我在做RNA提取时A260/A280的Ratio总是徘徊在1.4左右,反复找原因后发现在其他操作及条件均相同的情况下,DEPC水不同得出的Ratio也不同。
问题是:用买的两家公司的DEPC水和自己配制的DEPC水都得不到理想结果,只有用以前一位前辈用过的分装后未注明来源且所剩无几的DEPC水可以得到理想结果!!!

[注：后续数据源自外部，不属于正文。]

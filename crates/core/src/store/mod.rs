//! Record store for documents, links, catalog entries and transfer logs.
//!
//! Every operation is a point read or write. The only multi-row write is
//! `create_document`, which inserts the document and all of its links in one
//! transaction so a rejected batch never leaves partial rows behind.

mod sqlite;
mod types;

pub use sqlite::SqliteRecordStore;
pub use types::*;

use chrono::{DateTime, Utc};
use thiserror::Error;

/// Errors returned by record store operations.
#[derive(Debug, Error)]
pub enum StoreError {
    #[error("record not found: {0}")]
    NotFound(String),

    #[error("record already exists: {0}")]
    AlreadyExists(String),

    /// The row changed since the caller read it.
    #[error("concurrent update on {id}: expected version {expected}")]
    Conflict { id: String, expected: i64 },

    #[error("cannot {operation} {id}: current state is {current}")]
    InvalidState {
        id: String,
        current: String,
        operation: String,
    },

    #[error("database error: {0}")]
    Database(String),
}

impl From<rusqlite::Error> for StoreError {
    fn from(e: rusqlite::Error) -> Self {
        StoreError::Database(e.to_string())
    }
}

/// A document to persist together with its links.
#[derive(Debug, Clone)]
pub struct NewDocument {
    pub title: String,
    pub description: Option<String>,
    pub image_refs: Vec<String>,
    pub catalog_code: Option<String>,
    pub links: Vec<NewDownloadUrl>,
}

/// A link to persist inside a new document. Always starts `undownload`.
#[derive(Debug, Clone)]
pub struct NewDownloadUrl {
    pub url: String,
    pub hash: String,
    pub preview_detail: Option<PreviewDetail>,
    pub linked_catalog_entry_ids: Vec<String>,
    pub kind: Option<LinkKind>,
}

/// Status write for a link.
#[derive(Debug, Clone)]
pub struct DownloadUrlUpdate {
    pub status: DownloadStatus,
    /// Stamped when the link is handed to the daemon.
    pub submitted_at: Option<DateTime<Utc>>,
}

impl DownloadUrlUpdate {
    pub fn status(status: DownloadStatus) -> Self {
        Self {
            status,
            submitted_at: None,
        }
    }

    pub fn submitted(at: DateTime<Utc>) -> Self {
        Self {
            status: DownloadStatus::Downloading,
            submitted_at: Some(at),
        }
    }
}

/// Request to create a catalog entry.
#[derive(Debug, Clone)]
pub struct NewCatalogEntry {
    pub code: String,
    pub title: String,
    pub status: CatalogStatus,
}

/// Partial update of a catalog entry. `None` leaves a field untouched.
#[derive(Debug, Clone, Default)]
pub struct CatalogEntryPatch {
    pub status: Option<CatalogStatus>,
    /// `Some(None)` clears the library reference.
    pub library_ref: Option<Option<String>>,
    pub added_at: Option<DateTime<Utc>>,
}

impl CatalogEntryPatch {
    pub fn status(status: CatalogStatus) -> Self {
        Self {
            status: Some(status),
            ..Default::default()
        }
    }
}

/// Request to open a transfer log in `PROCESSING`.
#[derive(Debug, Clone)]
pub struct NewTransferLog {
    pub source_path: String,
    pub title: String,
    pub code: Option<String>,
}

/// Terminal update for a transfer log.
#[derive(Debug, Clone)]
pub struct TransferLogPatch {
    pub status: TransferStatus,
    pub destination_path: Option<String>,
    pub error: Option<String>,
}

impl TransferLogPatch {
    pub fn success(destination: impl Into<String>) -> Self {
        Self {
            status: TransferStatus::Success,
            destination_path: Some(destination.into()),
            error: None,
        }
    }

    pub fn failure(error: impl Into<String>) -> Self {
        Self {
            status: TransferStatus::Failure,
            destination_path: None,
            error: Some(error.into()),
        }
    }
}

/// Trait for record storage backends.
pub trait RecordStore: Send + Sync {
    /// Links whose canonical URL is any of `urls`.
    fn find_by_canonical_urls(&self, urls: &[String]) -> Result<Vec<DownloadUrl>, StoreError>;

    /// Persist a document and all of its links atomically.
    fn create_document(&self, document: NewDocument) -> Result<Document, StoreError>;

    fn get_document(&self, id: &str) -> Result<Option<Document>, StoreError>;

    /// Documents with at least one `undownload` link that was never handed to
    /// the daemon, oldest first. Links regressed by a sweep are not included.
    fn list_documents_with_unsubmitted_links(&self, limit: i64) -> Result<Vec<Document>, StoreError>;

    fn get_download_url(&self, id: &str) -> Result<Option<DownloadUrl>, StoreError>;

    fn list_download_urls_by_status(
        &self,
        statuses: &[DownloadStatus],
    ) -> Result<Vec<DownloadUrl>, StoreError>;

    /// Write a link's status if its version still equals `expected_version`.
    fn update_download_url_status(
        &self,
        id: &str,
        expected_version: i64,
        update: DownloadUrlUpdate,
    ) -> Result<DownloadUrl, StoreError>;

    fn create_catalog_entry(&self, entry: NewCatalogEntry) -> Result<CatalogEntry, StoreError>;

    fn get_catalog_entry(&self, id: &str) -> Result<Option<CatalogEntry>, StoreError>;

    /// Case-insensitive lookup by catalog code.
    fn find_catalog_entry_by_code(&self, code: &str) -> Result<Option<CatalogEntry>, StoreError>;

    fn list_catalog_entries(&self) -> Result<Vec<CatalogEntry>, StoreError>;

    fn update_catalog_entry(
        &self,
        id: &str,
        patch: CatalogEntryPatch,
    ) -> Result<CatalogEntry, StoreError>;

    fn create_transfer_log(&self, log: NewTransferLog) -> Result<TransferLog, StoreError>;

    fn get_transfer_log(&self, id: &str) -> Result<Option<TransferLog>, StoreError>;

    /// Most recent logs first.
    fn list_transfer_logs(&self, limit: i64) -> Result<Vec<TransferLog>, StoreError>;

    /// Finalize a log. Fails with `InvalidState` if it is already terminal.
    fn update_transfer_log(
        &self,
        id: &str,
        patch: TransferLogPatch,
    ) -> Result<TransferLog, StoreError>;
}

郁闷死我了!哪位前辈可以给我指点迷津呀?请帮帮我!!
作者:
8princess8
时间:
2016-4-9 10:30
消毒不严格吧?
作者:
33号
时间:
2016-4-9 10:32
A260/A280的Ratio低说明提取的RNA纯度低
加氯仿后离心的转数跟时间够不够?
还有很重要的一点就是:离心之后吸上清,中间有一层白白的东西,那一层一点点都不能吸,宁愿上清少吸一点也不能把那层吸进去了,一吸,纯度就降了。
我以前也是把上清吸得很干净,把中间那一层都吸了。纯度一直都上不去,后来同学跟我说过不能吸中间那一层之后,纯度就都很高了~
作者:
8princess8
时间:
2016-4-9 10:32
我的一个老师说RNA使用TE Buffer稀释后再进行吸光度值的测定会比较高,(我没试过,都是用DEPC水溶解和测量的) 如果用DEPC水来溶解测量,相对稍低一些,但也不至于象楼主那样1.4左右,楼主是使用得试剂盒吗?我用试剂盒提取的一般在1.7~1.9,常在1.8多,有时候还会高于2.0,但是对实验结果影响不大,如果不用试剂盒,1.3多也是有可能的,我也曾经作出过结果。一般来说,低离子强度或低pH值会使OD280值升高,估计是楼主的DEPC水出了问题吧。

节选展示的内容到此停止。